--- Records shown Enclosed Below ---
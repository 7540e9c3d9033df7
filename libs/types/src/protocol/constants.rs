//! Protocol constants
//!
//! Values are fixed by the kernel ABI and must never change.

use num_enum::{IntoPrimitive, TryFromPrimitive};

/// Alignment unit of messages and attributes
pub const NLMSG_ALIGNTO: usize = 4;

/// Length of the netlink message header
pub const NLMSG_HDRLEN: usize = 16;

/// Alignment unit of attributes
pub const NLA_ALIGNTO: usize = 4;

/// Length of the attribute header
pub const NLA_HDRLEN: usize = 4;

/// Length of the generic netlink sub-header
pub const GENL_HDRLEN: usize = 4;

/// Length of the error payload (error code + original header)
pub const NLMSGERR_LEN: usize = 20;

/// Protocol id of a message that has not been bound to a socket family
pub const NL_PROTOCOL_UNSET: i32 = -1;

/// Routing/device hook
pub const NETLINK_ROUTE: i32 = 0;

/// Netfilter subsystem
pub const NETLINK_NETFILTER: i32 = 12;

/// Generic netlink, the only family whose payload starts with [`crate::GenlMsgHdr`]
pub const NETLINK_GENERIC: i32 = 16;

/// Address family of netlink sockets
pub const AF_NETLINK: u16 = 16;

// Header flag bits (nlmsg_flags)

/// It is a request message
pub const NLM_F_REQUEST: u16 = 0x01;
/// Multipart message, terminated by NLMSG_DONE
pub const NLM_F_MULTI: u16 = 0x02;
/// Reply with ack, with zero or error code
pub const NLM_F_ACK: u16 = 0x04;
/// Echo this request
pub const NLM_F_ECHO: u16 = 0x08;
/// Dump was inconsistent due to sequence change
pub const NLM_F_DUMP_INTR: u16 = 0x10;
/// Dump was filtered as requested
pub const NLM_F_DUMP_FILTERED: u16 = 0x20;

// Modifiers to GET request
pub const NLM_F_ROOT: u16 = 0x100;
pub const NLM_F_MATCH: u16 = 0x200;
pub const NLM_F_ATOMIC: u16 = 0x400;
pub const NLM_F_DUMP: u16 = NLM_F_ROOT | NLM_F_MATCH;

// Modifiers to NEW request
pub const NLM_F_REPLACE: u16 = 0x100;
pub const NLM_F_EXCL: u16 = 0x200;
pub const NLM_F_CREATE: u16 = 0x400;
pub const NLM_F_APPEND: u16 = 0x800;

// Attribute type bits (nla_type)

/// Attribute payload is itself an attribute stream
pub const NLA_F_NESTED: u16 = 1 << 15;
/// Attribute payload is stored in network byte order
pub const NLA_F_NET_BYTEORDER: u16 = 1 << 14;
/// Mask selecting the concrete attribute type
pub const NLA_TYPE_MASK: u16 = !(NLA_F_NESTED | NLA_F_NET_BYTEORDER);

// Message metadata flags (not on the wire)

/// Sender credentials were captured by the receive path
pub const NL_MSG_CRED_PRESENT: u32 = 1;

/// Control message types shared by every netlink family
///
/// Types below 0x10 are reserved for control messages.
#[repr(u16)]
#[derive(Debug, Clone, Copy, PartialEq, Eq, Hash, IntoPrimitive, TryFromPrimitive)]
pub enum ControlMsgType {
    /// Nothing, ignore
    Noop = 1,
    /// Error report, payload is an error code plus the offending header
    Error = 2,
    /// End of a multipart message
    Done = 3,
    /// Data lost
    Overrun = 4,
}

impl ControlMsgType {
    /// Display name used in dumps
    pub fn name(self) -> &'static str {
        match self {
            ControlMsgType::Noop => "NOOP",
            ControlMsgType::Error => "ERROR",
            ControlMsgType::Done => "DONE",
            ControlMsgType::Overrun => "OVERRUN",
        }
    }
}

pub const NLMSG_NOOP: u16 = ControlMsgType::Noop as u16;
pub const NLMSG_ERROR: u16 = ControlMsgType::Error as u16;
pub const NLMSG_DONE: u16 = ControlMsgType::Done as u16;
pub const NLMSG_OVERRUN: u16 = ControlMsgType::Overrun as u16;

/// First message type available to families
pub const NLMSG_MIN_TYPE: u16 = 0x10;

#[cfg(test)]
mod tests {
    use super::*;

    #[test]
    fn test_control_type_roundtrip() {
        for raw in 1u16..=4 {
            let ty = ControlMsgType::try_from(raw).unwrap();
            assert_eq!(u16::from(ty), raw);
        }
        assert!(ControlMsgType::try_from(0u16).is_err());
        assert!(ControlMsgType::try_from(NLMSG_MIN_TYPE).is_err());
    }

    #[test]
    fn test_type_mask_strips_flag_bits() {
        assert_eq!(NLA_TYPE_MASK, 0x3fff);
        assert_eq!((5 | NLA_F_NESTED) & NLA_TYPE_MASK, 5);
        assert_eq!((7 | NLA_F_NET_BYTEORDER | NLA_F_NESTED) & NLA_TYPE_MASK, 7);
    }

    #[test]
    fn test_dump_is_root_and_match() {
        assert_eq!(NLM_F_DUMP, 0x300);
    }
}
--- End of Enclosed Records shown ---
> [Task objective]: A line qualifies when it holds the word "TryFromPrimitive"; report all qualifying lines from the records above.

> [Task output]:
use num_enum::{IntoPrimitive, TryFromPrimitive};
#[derive(Debug, Clone, Copy, PartialEq, Eq, Hash, IntoPrimitive, TryFromPrimitive)]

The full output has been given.